All the above opinions presuppose the validity of the tissue theory, which Dr. Paul Ramsey, professor of ethics at Princeton University, rejects. “It is known,” he says, “that heart-pumping starts by the end of four weeks, at about the time the mother begins to wonder whether she is pregnant or not.… The fetus is capable of its own spontaneous motion at ten weeks and it responds to external touch or stimulation much earlier. All essential organ formations, except limbs, are present at eight weeks. Tissue, anyone?”
Unconditional Withdrawal: Strategy For Peace?
The anti-war movement in the churches, virtually dormant for a number of months, took on new life in the latter days of Lent. Dozens of young seminarians highlighted the latest protest with a sit-in near the White House in Washington during Holy Week. More than 70 were arrested.
Six well-known religious leaders1President Daniel Burke of LaSalle College, Vice-president Stephen Cary of Haverford College, Episcopal Bishop Robert L. DeWitt, Rabbi Eugene Lipman, General Secretary Dudley Ward of the United Methodist Board of Christian Social Concerns, and United Presbyterian Stated Clerk William P. Thompson. not previously identified as extreme doves were among the demonstrators. They appeared on Palm Sunday vowing to fast the entire week in protest of American policy in Southeast Asia.
The protesters got unprecedented backing from four leading religious journals: The Christian Century, Christianity and Crisis, Commonweal, and The National Catholic Reporter. (Editors from Crisis, Commonweal, and NCR were among those arrested.) An editorial that appeared jointly in the journals said the United States is “repeating the crucifixion of Christ” through its Viet Nam policies.
The appeal for an end to the war was worded in a more general way than other recent statements. Some anti-war churchmen have become very specific.

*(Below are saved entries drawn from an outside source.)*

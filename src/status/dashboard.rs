// Copyright 2025 Chris Custine
//
// Licensed under the Apache License, Version 2.0 (the "License");
// you may not use this file except in compliance with the License.
// You may obtain a copy of the License at
//
//     http://www.apache.org/licenses/LICENSE-2.0
//
// Unless required by applicable law or agreed to in writing, software
// distributed under the License is distributed on an "AS IS" BASIS,
// WITHOUT WARRANTIES OR CONDITIONS OF ANY KIND, either express or implied.
// See the License for the specific language governing permissions and
// limitations under the License.

use chrono::{DateTime, Local, Utc};
use std::collections::{HashMap, VecDeque};
use std::fmt::Write;

use nexus_feed::{FeedView, LogKind, PulseSnapshot, StatusSnapshot, SystemStatus};

const MAX_DIAGNOSTICS: usize = 20;

/// Diagnostic message with timestamp
#[derive(Debug, Clone)]
pub struct DiagnosticMessage {
    pub timestamp: DateTime<Utc>,
    pub level: DiagnosticLevel,
    pub message: String,
}

#[derive(Debug, Clone, Copy, PartialEq)]
pub enum DiagnosticLevel {
    Info,
    Warning,
}

impl DiagnosticLevel {
    fn tag(self) -> &'static str {
        match self {
            DiagnosticLevel::Info => "INFO",
            DiagnosticLevel::Warning => "WARN",
        }
    }
}

/// Text dashboard for the polled feeds.
///
/// Holds only display bookkeeping: the snapshots themselves live in the
/// pollers' feed views and are passed in on every render. Fetch failures
/// never show up here; the poller logs them and the last snapshot stays on
/// screen.
pub struct Dashboard {
    diagnostics: VecDeque<DiagnosticMessage>,
    max_diagnostics: usize,
    // Last status seen per subsystem id
    system_states: HashMap<String, SystemStatus>,
}

impl Default for Dashboard {
    fn default() -> Self {
        Self::new()
    }
}

impl Dashboard {
    pub fn new() -> Self {
        Self {
            diagnostics: VecDeque::with_capacity(MAX_DIAGNOSTICS),
            max_diagnostics: MAX_DIAGNOSTICS,
            system_states: HashMap::new(),
        }
    }

    /// Add a diagnostic message
    pub fn add_diagnostic(&mut self, level: DiagnosticLevel, message: String) {
        self.diagnostics.push_back(DiagnosticMessage {
            timestamp: Utc::now(),
            level,
            message,
        });

        // Keep only the last N messages
        while self.diagnostics.len() > self.max_diagnostics {
            self.diagnostics.pop_front();
        }
    }

    pub fn diagnostics(&self) -> impl Iterator<Item = &DiagnosticMessage> {
        self.diagnostics.iter()
    }

    /// Record subsystem transitions visible in a new status view
    pub fn observe_status(&mut self, view: &FeedView<StatusSnapshot>) {
        let Some(snapshot) = &view.snapshot else {
            return;
        };

        let mut changes = Vec::new();
        for system in &snapshot.systems {
            let previous = self.system_states.insert(system.id.clone(), system.status);
            if let Some(previous) = previous {
                if previous != system.status {
                    changes.push((system.name.clone(), previous, system.status));
                }
            }
        }

        for (name, from, to) in changes {
            let level = if to == SystemStatus::Online {
                DiagnosticLevel::Info
            } else {
                DiagnosticLevel::Warning
            };
            self.add_diagnostic(level, format!("{name}: {} -> {}", from.as_str(), to.as_str()));
        }
    }

    /// Render both feeds as a block of text.
    ///
    /// Only the very first fetch of a feed shows a loading line. After that
    /// the last snapshot is shown, or nothing if none ever arrived.
    pub fn render(
        &self,
        status: &FeedView<StatusSnapshot>,
        pulse: &FeedView<PulseSnapshot>,
    ) -> String {
        let mut out = String::new();
        let _ = writeln!(out, "== The Digital Nexus ==");

        match (&pulse.snapshot, pulse.loading) {
            (Some(p), _) => {
                let _ = writeln!(
                    out,
                    "Pulse {:.2} ({}) | {} commits/day | {}",
                    p.pulse_score,
                    p.market_trend.as_str(),
                    p.commit_density,
                    p.status
                );
            }
            (None, true) => {
                let _ = writeln!(out, "Pulse: syncing...");
            }
            (None, false) => {}
        }

        let Some(snapshot) = &status.snapshot else {
            if status.loading {
                let _ = writeln!(out, "Loading system status...");
            }
            self.render_diagnostics(&mut out);
            return out;
        };

        let _ = writeln!(
            out,
            "\nSystems ({}/{} online){}",
            snapshot.online_count(),
            snapshot.systems.len(),
            status
                .updated_at
                .map(|t| format!(", updated {}", t.with_timezone(&Local).format("%H:%M:%S")))
                .unwrap_or_default()
        );
        for system in &snapshot.systems {
            let _ = writeln!(
                out,
                "  [{:<11}] {:<30} {:>6} {:>7}",
                system.status.as_str(),
                system.name,
                system.latency,
                system.uptime
            );
        }

        let _ = writeln!(out, "\nActivity");
        for entry in &snapshot.logs {
            let kind = match entry.kind {
                LogKind::Info => "info",
                LogKind::Success => "ok",
                LogKind::Warning => "warn",
            };
            let _ = writeln!(out, "  {:>11} [{:<4}] {}", entry.time, kind, entry.msg);
        }

        self.render_diagnostics(&mut out);
        out
    }

    fn render_diagnostics(&self, out: &mut String) {
        if self.diagnostics.is_empty() {
            return;
        }
        let _ = writeln!(out, "\nDiagnostics");
        for d in self.diagnostics() {
            let _ = writeln!(
                out,
                "  {} {:<5} {}",
                d.timestamp.with_timezone(&Local).format("%H:%M:%S"),
                d.level.tag(),
                d.message
            );
        }
    }
}

#[cfg(test)]
mod tests {
    use super::*;
    use nexus_feed::generator::{Generator, PulseGenerator, StatusGenerator};
    use nexus_feed::FetchError;
    use rand::rngs::StdRng;
    use rand::SeedableRng;

    fn status_view() -> FeedView<StatusSnapshot> {
        let mut view = FeedView::default();
        view.apply(Ok(StatusGenerator::new().generate(&mut StdRng::seed_from_u64(5), Utc::now())));
        view
    }

    fn pulse_view() -> FeedView<PulseSnapshot> {
        let mut view = FeedView::default();
        view.apply(Ok(PulseGenerator::new().generate(&mut StdRng::seed_from_u64(5), Utc::now())));
        view
    }

    #[test]
    fn test_render_loading() {
        let dashboard = Dashboard::new();
        let text = dashboard.render(&FeedView::default(), &FeedView::default());
        assert!(text.contains("Loading system status..."));
        assert!(text.contains("Pulse: syncing..."));
    }

    #[test]
    fn test_render_snapshot() {
        let dashboard = Dashboard::new();
        let text = dashboard.render(&status_view(), &pulse_view());
        assert!(text.contains("ISDN Logistics Core"));
        assert!(text.contains("Auth Layer (SSO)"));
        assert!(text.contains("Active Intelligence Synchronized"));
        assert!(text.contains("integrity check PASSED"));
    }

    #[test]
    fn test_failure_after_data_keeps_snapshot_without_error_text() {
        let mut dashboard = Dashboard::new();
        let mut status = status_view();
        let mut pulse = pulse_view();
        dashboard.observe_status(&status);

        status.apply(Err(FetchError::Transport("connection refused".to_string())));
        pulse.apply(Err(FetchError::Status(502)));
        dashboard.observe_status(&status);

        let text = dashboard.render(&status, &pulse);
        assert!(text.contains("ISDN Logistics Core"));
        assert!(text.contains("Active Intelligence Synchronized"));
        assert!(!text.contains("connection refused"));
        assert!(!text.contains("fetch failed"));
        assert_eq!(dashboard.diagnostics().count(), 0);
    }

    #[test]
    fn test_first_fetch_failure_renders_neutral_sections() {
        let mut dashboard = Dashboard::new();
        let mut status: FeedView<StatusSnapshot> = FeedView::default();
        let mut pulse: FeedView<PulseSnapshot> = FeedView::default();

        status.apply(Err(FetchError::Transport("connection refused".to_string())));
        pulse.apply(Err(FetchError::Transport("connection refused".to_string())));
        dashboard.observe_status(&status);

        let text = dashboard.render(&status, &pulse);
        for hidden in ["unavailable", "fetch failed", "connection refused", "Diagnostics", "Loading", "syncing"] {
            assert!(!text.contains(hidden), "rendered {hidden:?}: {text}");
        }
    }

    #[test]
    fn test_status_transition_logged() {
        let mut dashboard = Dashboard::new();
        let mut view = status_view();
        dashboard.observe_status(&view);

        let mut snapshot = view.snapshot.clone().unwrap();
        let sales = snapshot.systems.iter_mut().find(|s| s.id == "sales-portal").unwrap();
        let next = if sales.status == SystemStatus::Online {
            SystemStatus::Maintenance
        } else {
            SystemStatus::Online
        };
        sales.status = next;
        view.apply(Ok(snapshot));
        dashboard.observe_status(&view);

        assert!(dashboard
            .diagnostics()
            .any(|d| d.message.starts_with("Sales Representative Portal:")));
    }

    #[test]
    fn test_diagnostics_are_capped() {
        let mut dashboard = Dashboard::new();
        for i in 0..(MAX_DIAGNOSTICS + 5) {
            dashboard.add_diagnostic(DiagnosticLevel::Info, format!("message {i}"));
        }
        assert_eq!(dashboard.diagnostics().count(), MAX_DIAGNOSTICS);
        assert_eq!(dashboard.diagnostics().next().unwrap().message, "message 5");
    }
}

Fifty American Protestant churchmen, most of whom had previously expressed anti-administration sentiments on the war in Southeast Asia, went to Paris last month and conferred with the heads of all four delegations to the stalemated peace talks there. They returned issuing a statement calling for unconditional withdrawal of U. S. troops and asking President Nixon to direct “all United States air, naval and ground forces in Indochina not to drop bombs or to fire weapons except in response to direct attack.”

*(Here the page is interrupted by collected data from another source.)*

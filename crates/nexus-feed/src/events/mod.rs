// Copyright 2025 Chris Custine
//
// Licensed under the Apache License, Version 2.0 (the "License");
// you may not use this file except in compliance with the License.
// You may obtain a copy of the License at
//
//     http://www.apache.org/licenses/LICENSE-2.0
//
// Unless required by applicable law or agreed to in writing, software
// distributed under the License is distributed on an "AS IS" BASIS,
// WITHOUT WARRANTIES OR CONDITIONS OF ANY KIND, either express or implied.
// See the License for the specific language governing permissions and
// limitations under the License.

//! In-process event bus for cross-component UI notifications.
//!
//! The chat session publishes here when a reply carries an action; any
//! display that cares (the project graph, a report panel) subscribes.

use log::debug;
use tokio::sync::broadcast;

/// Default channel capacity. Slow subscribers lose the oldest events.
pub const DEFAULT_EVENT_CAPACITY: usize = 64;

/// Notifications broadcast to interested displays.
#[derive(Debug, Clone, PartialEq, Eq)]
pub enum NexusEvent {
    /// Highlight a project node.
    HighlightProject { project_id: u32 },
    /// An architecture report was requested.
    ReportRequested,
    /// Safe mode was toggled.
    SafeModeToggled,
}

/// Publish/subscribe channel of [`NexusEvent`] values.
#[derive(Debug, Clone)]
pub struct EventBus {
    event_tx: broadcast::Sender<NexusEvent>,
}

impl Default for EventBus {
    fn default() -> Self {
        Self::new(DEFAULT_EVENT_CAPACITY)
    }
}

impl EventBus {
    #[must_use]
    pub fn new(capacity: usize) -> Self {
        let (event_tx, _) = broadcast::channel(capacity);
        Self { event_tx }
    }

    /// Publish an event to every current subscriber.
    ///
    /// Returns the number of subscribers reached; zero is not an error.
    pub fn publish(&self, event: NexusEvent) -> usize {
        debug!("Publishing {:?}", event);
        self.event_tx.send(event).unwrap_or(0)
    }

    /// Subscribe to events published from now on.
    #[must_use]
    pub fn subscribe(&self) -> broadcast::Receiver<NexusEvent> {
        self.event_tx.subscribe()
    }

    #[must_use]
    pub fn subscriber_count(&self) -> usize {
        self.event_tx.receiver_count()
    }
}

The group said they did not seek or obtain any information on the whereabouts of five American missionaries who have been held captive by the Viet Cong, three since 1962.

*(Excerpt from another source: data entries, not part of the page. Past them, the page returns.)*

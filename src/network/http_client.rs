// Copyright 2025 Chris Custine
//
// Licensed under the Apache License, Version 2.0 (the "License");
// you may not use this file except in compliance with the License.
// You may obtain a copy of the License at
//
//     http://www.apache.org/licenses/LICENSE-2.0
//
// Unless required by applicable law or agreed to in writing, software
// distributed under the License is distributed on an "AS IS" BASIS,
// WITHOUT WARRANTIES OR CONDITIONS OF ANY KIND, either express or implied.
// See the License for the specific language governing permissions and
// limitations under the License.

use std::marker::PhantomData;
use std::time::Duration;

use log::debug;
use serde::de::DeserializeOwned;

use nexus_feed::{ChatMessage, ChatReply, ChatRequest, ChatTransport, Fetch, FetchError};
use nexus_feed::{PulseSnapshot, StatusSnapshot};

pub const STATUS_PATH: &str = "/api/systems/status";
pub const PULSE_PATH: &str = "/api/market/pulse";
pub const CHAT_PATH: &str = "/api/chat";

fn transport_error(e: &reqwest::Error) -> FetchError {
    if e.is_decode() {
        FetchError::Decode(e.to_string())
    } else {
        FetchError::Transport(e.to_string())
    }
}

/// Builds fetchers and transports that share one HTTP client.
#[derive(Debug, Clone)]
pub struct ApiClient {
    client: reqwest::Client,
    base_url: String,
}

impl ApiClient {
    /// Create a client for the API at `base_url` (e.g. "http://127.0.0.1:3000")
    pub fn new(base_url: &str, timeout: Duration) -> Result<Self, reqwest::Error> {
        let client = reqwest::Client::builder().timeout(timeout).build()?;
        Ok(Self {
            client,
            base_url: base_url.trim_end_matches('/').to_string(),
        })
    }

    pub fn base_url(&self) -> &str {
        &self.base_url
    }

    fn url(&self, path: &str) -> String {
        format!("{}{}", self.base_url, path)
    }

    /// Fetcher for the system status feed
    pub fn status_feed(&self) -> HttpFeed<StatusSnapshot> {
        HttpFeed::new(self.client.clone(), self.url(STATUS_PATH))
    }

    /// Fetcher for the market pulse feed
    pub fn pulse_feed(&self) -> HttpFeed<PulseSnapshot> {
        HttpFeed::new(self.client.clone(), self.url(PULSE_PATH))
    }

    /// Transport for chat sessions
    pub fn chat(&self) -> HttpChat {
        HttpChat {
            client: self.client.clone(),
            url: self.url(CHAT_PATH),
        }
    }
}

/// GETs a JSON snapshot from one URL.
#[derive(Debug, Clone)]
pub struct HttpFeed<T> {
    client: reqwest::Client,
    url: String,
    _snapshot: PhantomData<fn() -> T>,
}

impl<T> HttpFeed<T> {
    pub fn new(client: reqwest::Client, url: String) -> Self {
        Self {
            client,
            url,
            _snapshot: PhantomData,
        }
    }

    pub fn url(&self) -> &str {
        &self.url
    }
}

impl<T> Fetch for HttpFeed<T>
where
    T: DeserializeOwned + Clone + Send + Sync + 'static,
{
    type Output = T;

    async fn fetch(&self) -> Result<T, FetchError> {
        debug!("GET {}", self.url());
        let response = self
            .client
            .get(&self.url)
            .send()
            .await
            .map_err(|e| transport_error(&e))?;

        let status = response.status();
        if !status.is_success() {
            return Err(FetchError::Status(status.as_u16()));
        }

        response
            .json::<T>()
            .await
            .map_err(|e| FetchError::Decode(e.to_string()))
    }
}

/// POSTs chat transcripts to the chat endpoint.
#[derive(Debug, Clone)]
pub struct HttpChat {
    client: reqwest::Client,
    url: String,
}

impl ChatTransport for HttpChat {
    async fn send(&self, messages: &[ChatMessage]) -> Result<ChatReply, FetchError> {
        let request = ChatRequest {
            messages: messages.to_vec(),
        };

        debug!("POST {} ({} turns)", self.url, request.messages.len());
        let response = self
            .client
            .post(&self.url)
            .json(&request)
            .send()
            .await
            .map_err(|e| transport_error(&e))?;

        let status = response.status();
        if !status.is_success() {
            return Err(FetchError::Status(status.as_u16()));
        }

        response
            .json::<ChatReply>()
            .await
            .map_err(|e| FetchError::Decode(e.to_string()))
    }
}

Josiah Beeman, director of the United Presbyterian Washington office, arranged the trip.
A number of high-ranking denominational officials were among those who went to Paris. Some were said to have paid their way out of “office expenses,” others to have had their funds “raised locally.”
The group’s statement did not ask that a withdrawal date be made public, but appealed to the President and to Congress “to declare immediately their pledge to withdraw unconditionally all U. S. military forces from Indochina in the immediate future” (italics theirs).
The same day that the anti-war group returned to the United States, a team of four churchmen concerned about prisoners of war left for overseas. They said they hoped to talk to diplomats in a number of capitals in an effort to win release of the captives and regain peace in Indochina. They intended to end up in Hanoi if visas could be secured.
The four are Missouri Synod Lutheran president Jacob A. O. Preus, Roman Catholic archbishop Joseph T. Ryan of Anchorage, former United Presbyterian moderator George E. Sweazey, and President Nathan Bailey of the Christian and Missionary Alliance.